/---

//! Closed module/action vocabulary and per-grant permission overrides.
//!
//! Modules and actions are closed enumerations: referencing an unknown one is
//! a compile-time mistake in this codebase. Stored grants, however, may carry
//! keys an older or newer build wrote, so decoding is lenient: anything not
//! recognized is dropped and can therefore only ever deny.

use core::str::FromStr;
use std::collections::BTreeMap;

use serde::{Deserialize, Deserializer, Serialize};

use selldesk_core::{DomainError, DomainResult};

// ─────────────────────────────────────────────────────────────────────────────
// Modules & Actions
// ─────────────────────────────────────────────────────────────────────────────

/// Functional area within an operation that permissions are scoped to.
#[derive(Debug, Clone, Copy, PartialEq, Eq, Hash, PartialOrd, Ord, Serialize, Deserialize)]
#[serde(rename_all = "snake_case")]
pub enum Module {
    Dashboard,
    Orders,
    Products,
    Ads,
    Integrations,
    Settings,
    Team,
}

/// Action on a module, drawn from the closed platform vocabulary.
#[derive(Debug, Clone, Copy, PartialEq, Eq, Hash, PartialOrd, Ord, Serialize, Deserialize)]
#[serde(rename_all = "snake_case")]
pub enum Action {
    View,
    Create,
    Edit,
    Delete,
    Export,
    Invite,
    Manage,
}

impl Module {
    pub const ALL: [Module; 7] = [
        Module::Dashboard,
        Module::Orders,
        Module::Products,
        Module::Ads,
        Module::Integrations,
        Module::Settings,
        Module::Team,
    ];

    /// Actions meaningful for this module. Anything outside this set is never
    /// grantable on the module, regardless of what a stored blob claims.
    pub fn actions(self) -> &'static [Action] {
        use Action::*;
        match self {
            Module::Dashboard => &[View, Export],
            Module::Orders => &[View, Create, Edit, Delete, Export],
            Module::Products => &[View, Create, Edit, Delete, Export],
            Module::Ads => &[View, Create, Edit, Delete],
            Module::Integrations => &[View, Create, Edit, Delete],
            Module::Settings => &[View, Edit],
            Module::Team => &[View, Invite, Manage],
        }
    }

    pub fn as_str(self) -> &'static str {
        match self {
            Module::Dashboard => "dashboard",
            Module::Orders => "orders",
            Module::Products => "products",
            Module::Ads => "ads",
            Module::Integrations => "integrations",
            Module::Settings => "settings",
            Module::Team => "team",
        }
    }
}

impl core::fmt::Display for Module {
    fn fmt(&self, f: &mut core::fmt::Formatter<'_>) -> core::fmt::Result {
        f.write_str(self.as_str())
    }
}

impl FromStr for Module {
    type Err = DomainError;

    fn from_str(s: &str) -> Result<Self, Self::Err> {
        match s {
            "dashboard" => Ok(Module::Dashboard),
            "orders" => Ok(Module::Orders),
            "products" => Ok(Module::Products),
            "ads" => Ok(Module::Ads),
            "integrations" => Ok(Module::Integrations),
            "settings" => Ok(Module::Settings),
            "team" => Ok(Module::Team),
            other => Err(DomainError::validation(format!("unknown module: {other}"))),
        }
    }
}

impl Action {
    pub const ALL: [Action; 7] = [
        Action::View,
        Action::Create,
        Action::Edit,
        Action::Delete,
        Action::Export,
        Action::Invite,
        Action::Manage,
    ];

    /// Whether the action mutates state. `view` and `export` are read-only.
    pub fn is_mutating(self) -> bool {
        !matches!(self, Action::View | Action::Export)
    }

    pub fn as_str(self) -> &'static str {
        match self {
            Action::View => "view",
            Action::Create => "create",
            Action::Edit => "edit",
            Action::Delete => "delete",
            Action::Export => "export",
            Action::Invite => "invite",
            Action::Manage => "manage",
        }
    }
}

impl core::fmt::Display for Action {
    fn fmt(&self, f: &mut core::fmt::Formatter<'_>) -> core::fmt::Result {
        f.write_str(self.as_str())
    }
}

impl FromStr for Action {
    type Err = DomainError;

    fn from_str(s: &str) -> Result<Self, Self::Err> {
        match s {
            "view" => Ok(Action::View),
            "create" => Ok(Action::Create),
            "edit" => Ok(Action::Edit),
            "delete" => Ok(Action::Delete),
            "export" => Ok(Action::Export),
            "invite" => Ok(Action::Invite),
            "manage" => Ok(Action::Manage),
            other => Err(DomainError::validation(format!("unknown action: {other}"))),
        }
    }
}

// ─────────────────────────────────────────────────────────────────────────────
// Permission Sets
// ─────────────────────────────────────────────────────────────────────────────

/// Action flags within one module. A flag absent from the map is denied.
#[derive(Debug, Clone, Default, PartialEq, Eq, Serialize)]
#[serde(transparent)]
pub struct ActionFlags(BTreeMap<Action, bool>);

impl ActionFlags {
    pub fn get(&self, action: Action) -> Option<bool> {
        self.0.get(&action).copied()
    }

    pub fn iter(&self) -> impl Iterator<Item = (Action, bool)> + '_ {
        self.0.iter().map(|(action, allowed)| (*action, *allowed))
    }

    fn insert(&mut self, action: Action, allowed: bool) {
        self.0.insert(action, allowed);
    }
}

/// Per-grant permission overrides: module → action flags.
///
/// Fail-closed on lookup: a module or action pair absent from the map is
/// denied, never "inherit the role default". An override therefore fully
/// replaces the role baseline, and an empty set denies everything.
#[derive(Debug, Clone, Default, PartialEq, Eq, Serialize)]
#[serde(transparent)]
pub struct PermissionSet {
    modules: BTreeMap<Module, ActionFlags>,
}

impl PermissionSet {
    pub fn new() -> Self {
        Self::default()
    }

    /// Whether this set grants `action` on `module`.
    ///
    /// Denies when the pair is absent, and unconditionally when the action is
    /// not defined for the module (a stored blob claiming e.g.
    /// `dashboard.create` is malformed and must never grant).
    pub fn allows(&self, module: Module, action: Action) -> bool {
        if !module.actions().contains(&action) {
            return false;
        }
        self.modules
            .get(&module)
            .and_then(|flags| flags.get(action))
            .unwrap_or(false)
    }

    /// Set a flag. Rejects actions not defined for the module.
    pub fn set(&mut self, module: Module, action: Action, allowed: bool) -> DomainResult<()> {
        if !module.actions().contains(&action) {
            return Err(DomainError::validation(format!(
                "action '{action}' is not defined for module '{module}'"
            )));
        }
        self.insert(module, action, allowed);
        Ok(())
    }

    /// Infallible insert for callers that iterate `Module::actions` and are
    /// therefore structurally valid.
    pub(crate) fn insert(&mut self, module: Module, action: Action, allowed: bool) {
        self.modules.entry(module).or_default().insert(action, allowed);
    }

    pub fn module(&self, module: Module) -> Option<&ActionFlags> {
        self.modules.get(&module)
    }

    pub fn is_empty(&self) -> bool {
        self.modules.is_empty()
    }

    pub fn iter(&self) -> impl Iterator<Item = (Module, &ActionFlags)> + '_ {
        self.modules.iter().map(|(module, flags)| (*module, flags))
    }
}

impl<'de> Deserialize<'de> for PermissionSet {
    /// Lenient decode for stored grants.
    ///
    /// Unknown module keys, unknown action keys, actions not defined for
    /// their module, and non-boolean flag values are dropped. A malformed
    /// blob can narrow access but can never widen it.
    fn deserialize<D>(deserializer: D) -> Result<Self, D::Error>
    where
        D: Deserializer<'de>,
    {
        let raw = BTreeMap::<String, serde_json::Value>::deserialize(deserializer)?;

        let mut set = PermissionSet::new();
        for (module_key, flags) in raw {
            let Ok(module) = module_key.parse::<Module>() else {
                continue;
            };
            let Some(flags) = flags.as_object() else {
                continue;
            };
            let entry = set.modules.entry(module).or_default();
            for (action_key, value) in flags {
                let Ok(action) = action_key.parse::<Action>() else {
                    continue;
                };
                if !module.actions().contains(&action) {
                    continue;
                }
                let Some(allowed) = value.as_bool() else {
                    continue;
                };
                entry.insert(action, allowed);
            }
        }
        Ok(set)
    }
}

\---

§ **Work order**
All of the material above should be printed again exactly as it is.

§ **Exercise output**
//! Closed module/action vocabulary and per-grant permission overrides.
//!
//! Modules and actions are closed enumerations: referencing an unknown one is
//! a compile-time mistake in this codebase. Stored grants, however, may carry
//! keys an older or newer build wrote, so decoding is lenient: anything not
//! recognized is dropped and can therefore only ever deny.

use core::str::FromStr;
use std::collections::BTreeMap;

use serde::{Deserialize, Deserializer, Serialize};

use selldesk_core::{DomainError, DomainResult};

// ─────────────────────────────────────────────────────────────────────────────
// Modules & Actions
// ─────────────────────────────────────────────────────────────────────────────

/// Functional area within an operation that permissions are scoped to.
#[derive(Debug, Clone, Copy, PartialEq, Eq, Hash, PartialOrd, Ord, Serialize, Deserialize)]
#[serde(rename_all = "snake_case")]
pub enum Module {
    Dashboard,
    Orders,
    Products,
    Ads,
    Integrations,
    Settings,
    Team,
}

/// Action on a module, drawn from the closed platform vocabulary.
#[derive(Debug, Clone, Copy, PartialEq, Eq, Hash, PartialOrd, Ord, Serialize, Deserialize)]
#[serde(rename_all = "snake_case")]
pub enum Action {
    View,
    Create,
    Edit,
    Delete,
    Export,
    Invite,
    Manage,
}

impl Module {
    pub const ALL: [Module; 7] = [
        Module::Dashboard,
        Module::Orders,
        Module::Products,
        Module::Ads,
        Module::Integrations,
        Module::Settings,
        Module::Team,
    ];

    /// Actions meaningful for this module. Anything outside this set is never
    /// grantable on the module, regardless of what a stored blob claims.
    pub fn actions(self) -> &'static [Action] {
        use Action::*;
        match self {
            Module::Dashboard => &[View, Export],
            Module::Orders => &[View, Create, Edit, Delete, Export],
            Module::Products => &[View, Create, Edit, Delete, Export],
            Module::Ads => &[View, Create, Edit, Delete],
            Module::Integrations => &[View, Create, Edit, Delete],
            Module::Settings => &[View, Edit],
            Module::Team => &[View, Invite, Manage],
        }
    }

    pub fn as_str(self) -> &'static str {
        match self {
            Module::Dashboard => "dashboard",
            Module::Orders => "orders",
            Module::Products => "products",
            Module::Ads => "ads",
            Module::Integrations => "integrations",
            Module::Settings => "settings",
            Module::Team => "team",
        }
    }
}

impl core::fmt::Display for Module {
    fn fmt(&self, f: &mut core::fmt::Formatter<'_>) -> core::fmt::Result {
        f.write_str(self.as_str())
    }
}

impl FromStr for Module {
    type Err = DomainError;

    fn from_str(s: &str) -> Result<Self, Self::Err> {
        match s {
            "dashboard" => Ok(Module::Dashboard),
            "orders" => Ok(Module::Orders),
            "products" => Ok(Module::Products),
            "ads" => Ok(Module::Ads),
            "integrations" => Ok(Module::Integrations),
            "settings" => Ok(Module::Settings),
            "team" => Ok(Module::Team),
            other => Err(DomainError::validation(format!("unknown module: {other}"))),
        }
    }
}

impl Action {
    pub const ALL: [Action; 7] = [
        Action::View,
        Action::Create,
        Action::Edit,
        Action::Delete,
        Action::Export,
        Action::Invite,
        Action::Manage,
    ];

    /// Whether the action mutates state. `view` and `export` are read-only.
    pub fn is_mutating(self) -> bool {
        !matches!(self, Action::View | Action::Export)
    }

    pub fn as_str(self) -> &'static str {
        match self {
            Action::View => "view",
            Action::Create => "create",
            Action::Edit => "edit",
            Action::Delete => "delete",
            Action::Export => "export",
            Action::Invite => "invite",
            Action::Manage => "manage",
        }
    }
}

impl core::fmt::Display for Action {
    fn fmt(&self, f: &mut core::fmt::Formatter<'_>) -> core::fmt::Result {
        f.write_str(self.as_str())
    }
}

impl FromStr for Action {
    type Err = DomainError;

    fn from_str(s: &str) -> Result<Self, Self::Err> {
        match s {
            "view" => Ok(Action::View),
            "create" => Ok(Action::Create),
            "edit" => Ok(Action::Edit),
            "delete" => Ok(Action::Delete),
            "export" => Ok(Action::Export),
            "invite" => Ok(Action::Invite),
            "manage" => Ok(Action::Manage),
            other => Err(DomainError::validation(format!("unknown action: {other}"))),
        }
    }
}

// ─────────────────────────────────────────────────────────────────────────────
// Permission Sets
// ─────────────────────────────────────────────────────────────────────────────

/// Action flags within one module. A flag absent from the map is denied.
#[derive(Debug, Clone, Default, PartialEq, Eq, Serialize)]
#[serde(transparent)]
pub struct ActionFlags(BTreeMap<Action, bool>);

impl ActionFlags {
    pub fn get(&self, action: Action) -> Option<bool> {
        self.0.get(&action).copied()
    }

    pub fn iter(&self) -> impl Iterator<Item = (Action, bool)> + '_ {
        self.0.iter().map(|(action, allowed)| (*action, *allowed))
    }

    fn insert(&mut self, action: Action, allowed: bool) {
        self.0.insert(action, allowed);
    }
}

/// Per-grant permission overrides: module → action flags.
///
/// Fail-closed on lookup: a module or action pair absent from the map is
/// denied, never "inherit the role default". An override therefore fully
/// replaces the role baseline, and an empty set denies everything.
#[derive(Debug, Clone, Default, PartialEq, Eq, Serialize)]
#[serde(transparent)]
pub struct PermissionSet {
    modules: BTreeMap<Module, ActionFlags>,
}

impl PermissionSet {
    pub fn new() -> Self {
        Self::default()
    }

    /// Whether this set grants `action` on `module`.
    ///
    /// Denies when the pair is absent, and unconditionally when the action is
    /// not defined for the module (a stored blob claiming e.g.
    /// `dashboard.create` is malformed and must never grant).
    pub fn allows(&self, module: Module, action: Action) -> bool {
        if !module.actions().contains(&action) {
            return false;
        }
        self.modules
            .get(&module)
            .and_then(|flags| flags.get(action))
            .unwrap_or(false)
    }

    /// Set a flag. Rejects actions not defined for the module.
    pub fn set(&mut self, module: Module, action: Action, allowed: bool) -> DomainResult<()> {
        if !module.actions().contains(&action) {
            return Err(DomainError::validation(format!(
                "action '{action}' is not defined for module '{module}'"
            )));
        }
        self.insert(module, action, allowed);
        Ok(())
    }

    /// Infallible insert for callers that iterate `Module::actions` and are
    /// therefore structurally valid.
    pub(crate) fn insert(&mut self, module: Module, action: Action, allowed: bool) {
        self.modules.entry(module).or_default().insert(action, allowed);
    }

    pub fn module(&self, module: Module) -> Option<&ActionFlags> {
        self.modules.get(&module)
    }

    pub fn is_empty(&self) -> bool {
        self.modules.is_empty()
    }

    pub fn iter(&self) -> impl Iterator<Item = (Module, &ActionFlags)> + '_ {
        self.modules.iter().map(|(module, flags)| (*module, flags))
    }
}

impl<'de> Deserialize<'de> for PermissionSet {
    /// Lenient decode for stored grants.
    ///
    /// Unknown module keys, unknown action keys, actions not defined for
    /// their module, and non-boolean flag values are dropped. A malformed
    /// blob can narrow access but can never widen it.
    fn deserialize<D>(deserializer: D) -> Result<Self, D::Error>
    where
        D: Deserializer<'de>,
    {
        let raw = BTreeMap::<String, serde_json::Value>::deserialize(deserializer)?;

        let mut set = PermissionSet::new();
        for (module_key, flags) in raw {
            let Ok(module) = module_key.parse::<Module>() else {
                continue;
            };
            let Some(flags) = flags.as_object() else {
                continue;
            };
            let entry = set.modules.entry(module).or_default();
            for (action_key, value) in flags {
                let Ok(action) = action_key.parse::<Action>() else {
                    continue;
                };
                if !module.actions().contains(&action) {
                    continue;
                }
                let Some(allowed) = value.as_bool() else {
                    continue;
                };
                entry.insert(action, allowed);
            }
        }
        Ok(set)
    }
}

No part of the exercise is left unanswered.